**ABOUT THIS TASK**
Using the entries below, write out the line with "use super::*;", the line with "t = map_type(&prim(PrimitiveKind::Integer).nullable(), &ctx);", and every line in between, exactly as each is written.

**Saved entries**
<<<<
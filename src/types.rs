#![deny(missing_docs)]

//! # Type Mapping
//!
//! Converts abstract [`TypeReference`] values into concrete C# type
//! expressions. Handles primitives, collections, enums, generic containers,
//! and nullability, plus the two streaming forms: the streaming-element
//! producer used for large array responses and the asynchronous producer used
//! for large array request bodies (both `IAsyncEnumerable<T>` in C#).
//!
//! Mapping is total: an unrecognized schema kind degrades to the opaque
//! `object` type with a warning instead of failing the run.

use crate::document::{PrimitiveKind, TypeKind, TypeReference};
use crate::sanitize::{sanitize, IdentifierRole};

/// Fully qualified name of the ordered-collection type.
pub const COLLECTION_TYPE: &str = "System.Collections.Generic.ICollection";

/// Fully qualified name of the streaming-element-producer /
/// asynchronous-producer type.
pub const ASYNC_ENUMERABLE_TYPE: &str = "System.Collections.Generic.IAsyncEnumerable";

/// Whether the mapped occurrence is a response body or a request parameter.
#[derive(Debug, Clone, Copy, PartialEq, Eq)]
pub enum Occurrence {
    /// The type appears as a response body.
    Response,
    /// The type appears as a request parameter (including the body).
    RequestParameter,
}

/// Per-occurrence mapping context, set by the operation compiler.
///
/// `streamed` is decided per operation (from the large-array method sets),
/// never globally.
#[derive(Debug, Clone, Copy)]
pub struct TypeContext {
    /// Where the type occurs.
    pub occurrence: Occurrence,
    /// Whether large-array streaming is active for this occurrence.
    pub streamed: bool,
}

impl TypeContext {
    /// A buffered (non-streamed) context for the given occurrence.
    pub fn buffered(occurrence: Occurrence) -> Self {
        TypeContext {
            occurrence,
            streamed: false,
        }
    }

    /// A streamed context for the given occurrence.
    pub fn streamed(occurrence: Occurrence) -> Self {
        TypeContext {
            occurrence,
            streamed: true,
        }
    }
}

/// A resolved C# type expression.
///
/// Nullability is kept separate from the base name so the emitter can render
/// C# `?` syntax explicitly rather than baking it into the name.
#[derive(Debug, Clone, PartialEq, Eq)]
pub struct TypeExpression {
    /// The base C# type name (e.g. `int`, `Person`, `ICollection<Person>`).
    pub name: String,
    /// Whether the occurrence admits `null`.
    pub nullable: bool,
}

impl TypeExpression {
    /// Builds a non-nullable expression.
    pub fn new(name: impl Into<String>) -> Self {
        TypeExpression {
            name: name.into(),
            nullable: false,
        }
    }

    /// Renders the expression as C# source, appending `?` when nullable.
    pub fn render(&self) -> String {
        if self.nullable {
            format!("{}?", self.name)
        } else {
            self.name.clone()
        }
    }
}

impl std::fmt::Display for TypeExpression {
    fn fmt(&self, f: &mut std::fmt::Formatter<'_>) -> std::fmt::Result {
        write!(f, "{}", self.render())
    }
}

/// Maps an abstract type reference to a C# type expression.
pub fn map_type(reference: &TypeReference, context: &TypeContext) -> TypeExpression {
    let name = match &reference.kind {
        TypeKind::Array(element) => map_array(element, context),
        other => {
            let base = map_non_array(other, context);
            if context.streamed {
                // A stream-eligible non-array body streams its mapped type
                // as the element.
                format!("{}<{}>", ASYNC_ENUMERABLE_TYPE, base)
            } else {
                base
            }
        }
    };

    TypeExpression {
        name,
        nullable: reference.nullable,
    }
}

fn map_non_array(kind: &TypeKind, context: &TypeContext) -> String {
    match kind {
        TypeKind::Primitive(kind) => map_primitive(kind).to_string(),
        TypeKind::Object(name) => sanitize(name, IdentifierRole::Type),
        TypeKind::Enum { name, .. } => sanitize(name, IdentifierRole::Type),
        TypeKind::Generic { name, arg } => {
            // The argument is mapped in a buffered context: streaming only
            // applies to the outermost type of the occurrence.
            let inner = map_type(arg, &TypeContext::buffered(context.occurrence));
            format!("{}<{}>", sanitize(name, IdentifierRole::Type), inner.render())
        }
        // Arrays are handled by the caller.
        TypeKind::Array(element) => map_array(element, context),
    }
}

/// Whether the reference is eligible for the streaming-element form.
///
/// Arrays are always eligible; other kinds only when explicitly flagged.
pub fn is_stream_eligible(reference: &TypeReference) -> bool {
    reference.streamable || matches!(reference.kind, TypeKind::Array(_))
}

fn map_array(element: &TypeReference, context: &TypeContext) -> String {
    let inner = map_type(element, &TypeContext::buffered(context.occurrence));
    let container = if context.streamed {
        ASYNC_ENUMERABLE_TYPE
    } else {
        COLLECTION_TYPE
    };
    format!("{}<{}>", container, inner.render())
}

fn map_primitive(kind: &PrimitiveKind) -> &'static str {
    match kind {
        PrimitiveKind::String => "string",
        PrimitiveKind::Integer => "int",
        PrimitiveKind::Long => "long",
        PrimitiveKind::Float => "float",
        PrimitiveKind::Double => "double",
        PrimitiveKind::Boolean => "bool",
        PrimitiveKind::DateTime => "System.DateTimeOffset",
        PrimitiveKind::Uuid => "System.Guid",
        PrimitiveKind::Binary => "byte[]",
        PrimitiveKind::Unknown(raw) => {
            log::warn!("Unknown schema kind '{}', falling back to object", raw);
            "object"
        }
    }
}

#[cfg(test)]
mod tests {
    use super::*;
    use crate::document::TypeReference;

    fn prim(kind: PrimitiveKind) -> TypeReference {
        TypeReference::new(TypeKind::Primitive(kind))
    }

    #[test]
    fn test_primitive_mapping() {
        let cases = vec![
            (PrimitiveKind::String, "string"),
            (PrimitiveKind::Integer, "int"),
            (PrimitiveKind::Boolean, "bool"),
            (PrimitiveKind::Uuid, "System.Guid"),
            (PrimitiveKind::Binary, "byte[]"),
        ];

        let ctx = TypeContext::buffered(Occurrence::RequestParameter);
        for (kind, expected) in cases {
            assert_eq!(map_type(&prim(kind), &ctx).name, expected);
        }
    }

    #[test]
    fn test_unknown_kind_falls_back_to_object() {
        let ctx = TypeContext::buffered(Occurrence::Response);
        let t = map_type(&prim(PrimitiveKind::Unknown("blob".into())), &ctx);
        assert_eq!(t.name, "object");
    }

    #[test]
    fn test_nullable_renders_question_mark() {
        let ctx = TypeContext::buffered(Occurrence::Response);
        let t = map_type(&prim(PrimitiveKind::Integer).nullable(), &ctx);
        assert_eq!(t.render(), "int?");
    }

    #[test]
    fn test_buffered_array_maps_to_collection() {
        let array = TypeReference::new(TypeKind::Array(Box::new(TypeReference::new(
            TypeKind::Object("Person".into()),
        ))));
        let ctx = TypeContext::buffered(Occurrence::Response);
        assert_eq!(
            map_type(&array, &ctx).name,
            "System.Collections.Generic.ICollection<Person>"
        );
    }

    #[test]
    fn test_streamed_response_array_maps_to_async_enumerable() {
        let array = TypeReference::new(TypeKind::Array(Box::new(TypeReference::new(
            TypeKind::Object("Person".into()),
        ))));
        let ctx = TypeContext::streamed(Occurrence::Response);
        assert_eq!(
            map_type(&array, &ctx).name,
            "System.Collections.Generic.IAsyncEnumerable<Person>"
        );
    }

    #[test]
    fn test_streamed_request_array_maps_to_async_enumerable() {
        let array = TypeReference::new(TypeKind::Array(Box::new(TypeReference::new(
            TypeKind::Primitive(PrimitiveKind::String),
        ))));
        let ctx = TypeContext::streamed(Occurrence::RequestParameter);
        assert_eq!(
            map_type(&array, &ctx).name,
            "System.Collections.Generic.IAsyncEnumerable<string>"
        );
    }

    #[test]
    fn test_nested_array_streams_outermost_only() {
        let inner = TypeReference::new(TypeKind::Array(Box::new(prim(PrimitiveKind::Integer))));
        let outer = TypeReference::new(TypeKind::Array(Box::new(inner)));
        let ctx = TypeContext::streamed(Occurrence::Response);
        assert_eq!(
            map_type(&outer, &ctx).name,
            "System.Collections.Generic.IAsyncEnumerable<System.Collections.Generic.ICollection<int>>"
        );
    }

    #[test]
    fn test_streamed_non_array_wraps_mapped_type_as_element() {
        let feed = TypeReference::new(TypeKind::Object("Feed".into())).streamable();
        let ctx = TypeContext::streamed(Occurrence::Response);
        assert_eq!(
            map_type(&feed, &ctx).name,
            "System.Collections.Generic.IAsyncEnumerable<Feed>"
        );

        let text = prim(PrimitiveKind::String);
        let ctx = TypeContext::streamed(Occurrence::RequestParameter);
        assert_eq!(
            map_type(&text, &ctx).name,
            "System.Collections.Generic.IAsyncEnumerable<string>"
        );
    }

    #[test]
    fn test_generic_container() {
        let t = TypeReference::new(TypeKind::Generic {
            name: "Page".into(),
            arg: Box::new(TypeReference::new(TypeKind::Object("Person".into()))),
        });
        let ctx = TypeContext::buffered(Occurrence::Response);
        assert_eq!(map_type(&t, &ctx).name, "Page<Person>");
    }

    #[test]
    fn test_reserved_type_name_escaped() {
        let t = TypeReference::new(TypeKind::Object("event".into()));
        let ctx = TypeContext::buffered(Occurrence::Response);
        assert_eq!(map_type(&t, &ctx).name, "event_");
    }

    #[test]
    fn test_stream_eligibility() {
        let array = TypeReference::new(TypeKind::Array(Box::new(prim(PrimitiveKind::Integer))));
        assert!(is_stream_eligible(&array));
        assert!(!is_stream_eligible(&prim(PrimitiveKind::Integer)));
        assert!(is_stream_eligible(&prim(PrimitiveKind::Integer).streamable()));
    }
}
>>>>
**ANSWER BELOW**
    use super::*;
    use crate::document::TypeReference;

    fn prim(kind: PrimitiveKind) -> TypeReference {
        TypeReference::new(TypeKind::Primitive(kind))
    }

    #[test]
    fn test_primitive_mapping() {
        let cases = vec![
            (PrimitiveKind::String, "string"),
            (PrimitiveKind::Integer, "int"),
            (PrimitiveKind::Boolean, "bool"),
            (PrimitiveKind::Uuid, "System.Guid"),
            (PrimitiveKind::Binary, "byte[]"),
        ];

        let ctx = TypeContext::buffered(Occurrence::RequestParameter);
        for (kind, expected) in cases {
            assert_eq!(map_type(&prim(kind), &ctx).name, expected);
        }
    }

    #[test]
    fn test_unknown_kind_falls_back_to_object() {
        let ctx = TypeContext::buffered(Occurrence::Response);
        let t = map_type(&prim(PrimitiveKind::Unknown("blob".into())), &ctx);
        assert_eq!(t.name, "object");
    }

    #[test]
    fn test_nullable_renders_question_mark() {
        let ctx = TypeContext::buffered(Occurrence::Response);
        let t = map_type(&prim(PrimitiveKind::Integer).nullable(), &ctx);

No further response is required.